¿Qué es la fisioterapia de suelo pélvico?

Suelo pélvico

Suelo pélvico
El suelo pélvico siempre ha sido considerado un tema tabú, y esto ha hecho que muchas mujeres ni siquiera consulten a su especialista en salud simplemente por vergüenza. Sin embargo, es importante que, ante la más mínima señal de debilitamiento de suelo pélvico, se consulte a un fisioterapia especializado.
Ana Martín, integrante de la Comisión de Fisioterapia en Uroginecología-Obstetricia del Colegio profesional de Fisioterapeutas de la Comunidad de Madrid, explica cómo se realiza la valoración y cuáles son los tratamientos más empleados para poner fin a las disfunciones del suelo pélvico, tal y como recoge la revista 'Consumer'.

¿Qué es el suelo pélvico?

Se conoce como suelo pélvico al conjunto de ligamentos y músculos que rodean la parte inferior de la cavidad abdominal. Sirven de sostén para todos los músculos localizados en la pelvis: vejiga y uretra, útero y vagina, y recto. El suelo pélvico es algo dinámico, que se adapta al movimiento de la persona, pero siempre debe mantener una tensión adecuada para sujetar los órganos dentro de la pelvis. Cuando se debilita, el funcionamiento de los órganos puede verse afectado.
Las causas de la debilitación del suelo pélvico pueden ser muy amplias: estreñimiento natural, obesidad, enfermedades respiratorias crónicas... En lo que respecta a los síntomas, los más comunes son la incontinencia urinaria o fecal, las molestias y el dolor en la zona.
No hay ningún método 100% infalible para prevenir la debilitación del suelo pélvico, aunque sí hay algunos consejos que conviene poner en práctica. Es conveniente ejercitar de forma regular los músculos del suelo pélvico con ejercicios específicos, así como tener buenos hábitos para ir al baño.
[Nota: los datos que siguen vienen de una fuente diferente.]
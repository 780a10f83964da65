//! Toolbox layout: which blocks each category offers, with preset children

use serde_json::{json, Map, Value as JsonValue};

use super::BlockCategory;
use crate::core::node::{slot_names, Node, NodeKind};

/// One toolbox category and the block templates it offers
#[derive(Debug, Clone)]
pub struct ToolboxCategory {
    pub category: BlockCategory,
    pub entries: Vec<Node>,
}

#[derive(Debug, Clone)]
pub struct Toolbox {
    pub categories: Vec<ToolboxCategory>,
}

impl Toolbox {
    pub fn standard() -> Self {
        let entries = |category: BlockCategory| match category {
            BlockCategory::Triggers => vec![Node::trigger()],
            BlockCategory::Variables => vec![
                Node::new(NodeKind::SetVariable)
                    .with_input(slot_names::VALUE, Node::new(NodeKind::ValueNumber)),
                Node::new(NodeKind::ValueNumber),
                Node::new(NodeKind::ValueText),
                Node::new(NodeKind::ValueVariable),
            ],
            BlockCategory::Logic => vec![Node::new(NodeKind::Condition)
                .with_input(slot_names::COMPARE_VALUE, Node::new(NodeKind::ValueNumber))],
            BlockCategory::Transform => vec![Node::new(NodeKind::Transform)],
            BlockCategory::Timing => vec![Node::new(NodeKind::Delay)],
            BlockCategory::Output => vec![Node::new(NodeKind::Output)
                .with_input(slot_names::MESSAGE, Node::new(NodeKind::ValueVariable))],
        };

        Self {
            categories: BlockCategory::ALL
                .into_iter()
                .map(|category| ToolboxCategory {
                    category,
                    entries: entries(category),
                })
                .collect(),
        }
    }

    /// Kinds offered anywhere in the toolbox, as top-level entries
    pub fn kinds(&self) -> Vec<NodeKind> {
        self.categories
            .iter()
            .flat_map(|c| c.entries.iter().map(|n| n.kind))
            .collect()
    }

    /// Export in the editing surface's JSON toolbox format
    pub fn to_editor_json(&self) -> JsonValue {
        let contents: Vec<JsonValue> = self
            .categories
            .iter()
            .map(|c| {
                let blocks: Vec<JsonValue> = c
                    .entries
                    .iter()
                    .map(|node| {
                        let mut entry = template_json(node);
                        entry["kind"] = json!("block");
                        entry
                    })
                    .collect();
                json!({
                    "kind": "category",
                    "name": c.category.display_name(),
                    "colour": c.category.colour(),
                    "contents": blocks,
                })
            })
            .collect();
        json!({"kind": "categoryToolbox", "contents": contents})
    }
}

/// A template without ids or positions; fields are left to the block defaults
fn template_json(node: &Node) -> JsonValue {
    let mut entry = json!({"type": node.kind.type_name()});
    if !node.inputs.is_empty() {
        let inputs: Map<String, JsonValue> = node
            .inputs
            .iter()
            .filter_map(|(name, attachment)| {
                attachment
                    .target()
                    .map(|child| (name.clone(), json!({"block": template_json(child)})))
            })
            .collect();
        entry["inputs"] = JsonValue::Object(inputs);
    }
    entry
}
Mantener un peso adecuado también es importante, teniendo en cuenta que la obesidad es uno de los factores de riesgo.

Tratamientos de fisioterapia

Un fisioterapeuta especializado en coloproctología y uroginecología quien realiza la valoración del suelo pélvico. Cuando la mujer acude a la consulta, lo primero es hacer una entrevista inicial con ella para conocer qué síntomas presenta, cuáles son sus antecedentes clínicos y qué factores pueden predisponer a la disfunción.
Tras la entrevista inicial, se lleva a cabo una valoración del abdomen para ver en qué estado se encuentra la faja abdomino-pélvica. El fisioterapeuta también analiza la disposición de las caderas y el patrón respiratorio.
A continuación, se realiza una exploración externa para conocer las anomalías y los reflejos de los grupos musculares más superficiales, así como una exploración interna para evaluar la contracción de las fibras y el tono muscular. En base a esta valoración, el fisioterapeuta determina cuál es el tratamiento más adecuado para la paciente.
“Estos tratamientos son muy efectivos, ya que ayudan a reactivar la musculatura e integrarla, pero su rapidez o eficacia va íntimamente ligada a la constancia del paciente y a sus hábitos diarios”, explica la fisioterapeuta Ana Martín.
Los tratamientos más frecuentes son los siguientes:

  • Ejercicios de contracción muscular: el propósito es seguir un patrón respiratorio adecuado para reeducar la contracción de los grupos musculares.
  • Ejercicios hipopresivos: son una serie de técnicas respiratorias y posturales para reforzar diferentes músculos del cuerpo para mejorar la postura.
  • Electroterapia: consiste en la aplicación de una corriente eléctrica sobre la zona vaginal o anal para que el músculo tratado se contraiga.
  • Radiofrecuencia: esta técnica se puede aplicar de forma externa o interna para mejorarla síntesis de elastina y colágeno de la musculatura e incrementar el tono.
  • Gimnasia abdominal: el objetivo es potenciar la musculatura que sostiene las vísceras para prevenir las presiones de descenso ante cualquier tipo de esfuerzo.
  • Terapia manual: incluye técnicas de masaje, estiramientos y presión que fortalecen los huesos y la musculatura de la zona.

Ejercicios de Kegel

Hacer los ejercicios de Kegel es de gran ayuda para fortalecer los músculos del suelo pélvico. Están 100% recomendados por los fisioterapeutas para controlar o prevenir la incontinencia. Además, ayudan a sostener los órganos pélvicos y, con ello, reducir el dolor y la incontinencia.
En las mujeres, los ejercicios de Kegel relajan los músculos vaginales, haciendo que la vagina esté más abierta. Los ejercicios son de gran utilidad si se presenta dolor durante las relaciones sexuales. Para hacer estos ejercicios, es importante colocarse en una posición cómoda para que el cuerpo se relaje y controlar la respiración.